→ **Stored items from a collection**
============

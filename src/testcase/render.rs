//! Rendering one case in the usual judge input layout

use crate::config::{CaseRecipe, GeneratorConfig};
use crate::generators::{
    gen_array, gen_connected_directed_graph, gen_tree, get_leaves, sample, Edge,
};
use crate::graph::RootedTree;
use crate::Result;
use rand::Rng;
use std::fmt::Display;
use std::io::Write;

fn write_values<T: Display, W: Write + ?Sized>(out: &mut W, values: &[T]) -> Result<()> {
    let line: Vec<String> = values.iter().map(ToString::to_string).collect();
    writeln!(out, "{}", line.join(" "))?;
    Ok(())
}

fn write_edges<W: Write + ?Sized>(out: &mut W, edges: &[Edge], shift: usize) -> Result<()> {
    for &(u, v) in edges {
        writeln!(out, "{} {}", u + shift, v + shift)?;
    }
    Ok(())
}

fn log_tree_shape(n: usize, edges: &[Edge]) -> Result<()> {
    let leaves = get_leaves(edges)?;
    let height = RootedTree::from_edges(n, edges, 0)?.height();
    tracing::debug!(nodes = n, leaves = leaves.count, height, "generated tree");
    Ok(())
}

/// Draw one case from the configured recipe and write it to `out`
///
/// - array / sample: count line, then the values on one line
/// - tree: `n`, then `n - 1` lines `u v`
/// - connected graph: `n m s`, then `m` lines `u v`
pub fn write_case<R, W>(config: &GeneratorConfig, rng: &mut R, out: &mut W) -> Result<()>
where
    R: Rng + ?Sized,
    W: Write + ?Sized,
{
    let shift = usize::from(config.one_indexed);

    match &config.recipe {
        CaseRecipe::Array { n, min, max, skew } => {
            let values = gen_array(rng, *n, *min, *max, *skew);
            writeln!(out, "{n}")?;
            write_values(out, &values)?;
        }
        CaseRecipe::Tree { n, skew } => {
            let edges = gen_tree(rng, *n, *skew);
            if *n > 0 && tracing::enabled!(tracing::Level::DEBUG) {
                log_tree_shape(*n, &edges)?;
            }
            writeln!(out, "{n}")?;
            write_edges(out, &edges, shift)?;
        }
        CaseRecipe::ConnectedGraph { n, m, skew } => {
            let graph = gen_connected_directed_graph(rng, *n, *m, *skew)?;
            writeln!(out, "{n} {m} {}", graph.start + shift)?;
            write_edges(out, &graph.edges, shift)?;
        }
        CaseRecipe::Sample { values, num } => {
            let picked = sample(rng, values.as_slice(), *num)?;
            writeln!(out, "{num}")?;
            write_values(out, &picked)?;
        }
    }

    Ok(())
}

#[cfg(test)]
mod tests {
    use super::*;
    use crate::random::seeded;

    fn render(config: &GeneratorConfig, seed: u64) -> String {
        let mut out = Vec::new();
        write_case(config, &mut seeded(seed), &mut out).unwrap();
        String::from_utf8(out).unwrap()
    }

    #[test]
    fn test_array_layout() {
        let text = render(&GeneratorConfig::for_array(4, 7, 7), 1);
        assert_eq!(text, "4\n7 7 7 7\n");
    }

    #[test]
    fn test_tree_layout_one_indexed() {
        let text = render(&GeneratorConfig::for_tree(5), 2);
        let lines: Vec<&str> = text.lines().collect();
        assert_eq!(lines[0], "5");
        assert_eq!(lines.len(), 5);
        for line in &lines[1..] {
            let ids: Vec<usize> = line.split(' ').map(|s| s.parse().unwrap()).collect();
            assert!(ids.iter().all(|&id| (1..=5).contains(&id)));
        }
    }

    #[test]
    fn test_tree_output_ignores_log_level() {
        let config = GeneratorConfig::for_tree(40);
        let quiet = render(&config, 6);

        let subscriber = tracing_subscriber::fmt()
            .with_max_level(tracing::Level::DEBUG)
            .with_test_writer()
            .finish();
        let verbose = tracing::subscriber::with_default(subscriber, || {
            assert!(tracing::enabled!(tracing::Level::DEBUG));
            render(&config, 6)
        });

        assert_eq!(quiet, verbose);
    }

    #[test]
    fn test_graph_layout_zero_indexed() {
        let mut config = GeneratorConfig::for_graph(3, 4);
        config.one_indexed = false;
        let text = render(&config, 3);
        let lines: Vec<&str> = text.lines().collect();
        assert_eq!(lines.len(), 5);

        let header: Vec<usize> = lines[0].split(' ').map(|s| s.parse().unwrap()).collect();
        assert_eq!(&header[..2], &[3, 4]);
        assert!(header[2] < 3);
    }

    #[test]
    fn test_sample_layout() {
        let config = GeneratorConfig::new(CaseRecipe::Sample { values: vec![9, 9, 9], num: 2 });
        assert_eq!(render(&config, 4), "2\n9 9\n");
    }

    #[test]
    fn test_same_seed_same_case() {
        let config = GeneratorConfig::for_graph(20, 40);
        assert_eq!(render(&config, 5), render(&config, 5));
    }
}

============

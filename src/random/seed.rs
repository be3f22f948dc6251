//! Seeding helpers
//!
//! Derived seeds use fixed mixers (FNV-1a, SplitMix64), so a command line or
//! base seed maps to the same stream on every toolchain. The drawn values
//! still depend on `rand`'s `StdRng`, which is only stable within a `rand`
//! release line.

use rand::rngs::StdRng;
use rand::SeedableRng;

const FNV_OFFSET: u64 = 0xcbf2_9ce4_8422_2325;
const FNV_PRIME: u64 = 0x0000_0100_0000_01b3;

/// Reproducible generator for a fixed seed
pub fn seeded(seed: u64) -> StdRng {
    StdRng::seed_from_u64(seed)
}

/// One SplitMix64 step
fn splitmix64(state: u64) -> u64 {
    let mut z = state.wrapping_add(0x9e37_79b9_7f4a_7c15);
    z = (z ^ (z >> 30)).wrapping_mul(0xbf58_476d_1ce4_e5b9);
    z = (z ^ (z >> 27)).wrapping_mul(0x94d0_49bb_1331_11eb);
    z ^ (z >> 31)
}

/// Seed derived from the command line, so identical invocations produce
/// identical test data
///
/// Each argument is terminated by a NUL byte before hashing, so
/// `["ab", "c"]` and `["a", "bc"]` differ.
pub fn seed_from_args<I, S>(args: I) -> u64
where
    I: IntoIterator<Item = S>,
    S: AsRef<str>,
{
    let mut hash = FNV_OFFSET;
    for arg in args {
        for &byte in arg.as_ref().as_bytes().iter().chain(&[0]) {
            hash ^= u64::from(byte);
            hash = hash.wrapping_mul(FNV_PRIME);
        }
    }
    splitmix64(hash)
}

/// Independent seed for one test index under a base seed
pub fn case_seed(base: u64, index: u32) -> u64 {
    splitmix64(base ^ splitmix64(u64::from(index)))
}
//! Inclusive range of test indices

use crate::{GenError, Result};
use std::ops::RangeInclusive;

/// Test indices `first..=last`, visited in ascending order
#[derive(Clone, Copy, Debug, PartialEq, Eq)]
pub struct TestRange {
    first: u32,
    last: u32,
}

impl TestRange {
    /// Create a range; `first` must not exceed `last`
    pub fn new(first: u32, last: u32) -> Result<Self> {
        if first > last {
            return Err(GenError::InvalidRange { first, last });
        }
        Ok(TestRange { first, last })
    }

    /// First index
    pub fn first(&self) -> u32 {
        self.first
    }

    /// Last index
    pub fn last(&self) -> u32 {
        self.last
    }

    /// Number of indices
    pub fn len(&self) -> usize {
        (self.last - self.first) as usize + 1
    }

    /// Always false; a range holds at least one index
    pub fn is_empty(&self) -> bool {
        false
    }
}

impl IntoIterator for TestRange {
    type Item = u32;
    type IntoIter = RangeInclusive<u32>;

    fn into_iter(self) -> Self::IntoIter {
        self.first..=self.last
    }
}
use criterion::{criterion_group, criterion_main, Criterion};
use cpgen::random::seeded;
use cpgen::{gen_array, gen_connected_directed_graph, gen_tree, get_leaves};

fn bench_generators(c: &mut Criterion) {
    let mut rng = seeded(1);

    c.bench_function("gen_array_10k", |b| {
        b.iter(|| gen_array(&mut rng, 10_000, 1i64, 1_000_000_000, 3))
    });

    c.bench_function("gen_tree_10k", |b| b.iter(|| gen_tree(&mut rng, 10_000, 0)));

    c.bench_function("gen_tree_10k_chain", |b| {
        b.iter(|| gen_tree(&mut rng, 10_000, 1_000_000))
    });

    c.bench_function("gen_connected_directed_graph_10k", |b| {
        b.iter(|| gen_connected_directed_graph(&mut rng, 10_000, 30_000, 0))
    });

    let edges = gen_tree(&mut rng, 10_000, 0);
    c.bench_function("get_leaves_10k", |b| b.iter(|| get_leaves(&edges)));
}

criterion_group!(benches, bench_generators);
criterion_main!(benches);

============

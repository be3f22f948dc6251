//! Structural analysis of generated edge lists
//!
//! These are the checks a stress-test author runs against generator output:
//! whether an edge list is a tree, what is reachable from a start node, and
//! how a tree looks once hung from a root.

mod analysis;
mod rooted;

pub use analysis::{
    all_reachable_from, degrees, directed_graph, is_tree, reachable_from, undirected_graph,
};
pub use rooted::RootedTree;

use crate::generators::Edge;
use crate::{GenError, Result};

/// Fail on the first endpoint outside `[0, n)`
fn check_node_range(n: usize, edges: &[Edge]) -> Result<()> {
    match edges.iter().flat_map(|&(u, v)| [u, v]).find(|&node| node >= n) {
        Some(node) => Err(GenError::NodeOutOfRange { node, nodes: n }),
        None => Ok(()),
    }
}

============

→ **PROBLEM DETAILS**
Whenever the word "shift" shows up in a line of the entries, list that line.

→ **EXERCISE SOLUTION**
fn write_edges<W: Write + ?Sized>(out: &mut W, edges: &[Edge], shift: usize) -> Result<()> {
        writeln!(out, "{} {}", u + shift, v + shift)?;
    let shift = usize::from(config.one_indexed);
            write_edges(out, &edges, shift)?;
            writeln!(out, "{n} {m} {}", graph.start + shift)?;
            write_edges(out, &graph.edges, shift)?;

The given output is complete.